[Dataset entries]
────
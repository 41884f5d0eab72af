//! Gallery image route handlers.

use axum::{
    Json, Router,
    extract::{Path, Query, State},
    http::StatusCode,
    routing::get,
};
use serde::Deserialize;
use tracing::instrument;

use brightclass_core::{GalleryImageId, GalleryStatus};

use crate::db::GalleryRepository;
use crate::error::{AppError, Result};
use crate::models::content::{GalleryImage, GalleryImageUpdate, NewGalleryImage};
use crate::state::AppState;

/// Build the gallery router.
pub fn router() -> Router<AppState> {
    Router::new()
        .route("/api/gallery", get(list).post(create))
        .route("/api/gallery/{id}", get(show).patch(update).delete(destroy))
}

/// List filters.
#[derive(Debug, Deserialize)]
pub struct ListQuery {
    pub status: Option<GalleryStatus>,
}

/// GET /api/gallery
#[instrument(skip(state))]
async fn list(
    State(state): State<AppState>,
    Query(query): Query<ListQuery>,
) -> Result<Json<Vec<GalleryImage>>> {
    let images = GalleryRepository::new(state.pool())
        .list(query.status)
        .await?;
    Ok(Json(images))
}

/// GET /api/gallery/{id}
#[instrument(skip(state))]
async fn show(
    State(state): State<AppState>,
    Path(id): Path<GalleryImageId>,
) -> Result<Json<GalleryImage>> {
    GalleryRepository::new(state.pool())
        .get(id)
        .await?
        .map(Json)
        .ok_or_else(|| AppError::NotFound("gallery image".to_owned()))
}

/// POST /api/gallery
#[instrument(skip(state, new))]
async fn create(
    State(state): State<AppState>,
    Json(new): Json<NewGalleryImage>,
) -> Result<(StatusCode, Json<GalleryImage>)> {
    if new.title.trim().is_empty() || new.image_url.trim().is_empty() {
        return Err(AppError::InvalidInput(
            "title and image_url are required".to_owned(),
        ));
    }

    let image = GalleryRepository::new(state.pool()).create(&new).await?;
    Ok((StatusCode::CREATED, Json(image)))
}

/// PATCH /api/gallery/{id}
#[instrument(skip(state, update))]
async fn update(
    State(state): State<AppState>,
    Path(id): Path<GalleryImageId>,
    Json(update): Json<GalleryImageUpdate>,
) -> Result<Json<GalleryImage>> {
    let image = GalleryRepository::new(state.pool())
        .update(id, &update)
        .await?;
    Ok(Json(image))
}

/// DELETE /api/gallery/{id}
#[instrument(skip(state))]
async fn destroy(
    State(state): State<AppState>,
    Path(id): Path<GalleryImageId>,
) -> Result<StatusCode> {
    let deleted = GalleryRepository::new(state.pool()).delete(id).await?;
    if !deleted {
        return Err(AppError::NotFound("gallery image".to_owned()));
    }
    Ok(StatusCode::NO_CONTENT)
}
────
WHAT THE TASK ASKS
Total the lines of the data that include the word "GalleryRepository", and give that total as the sole response.

EXERCISE RESULT
6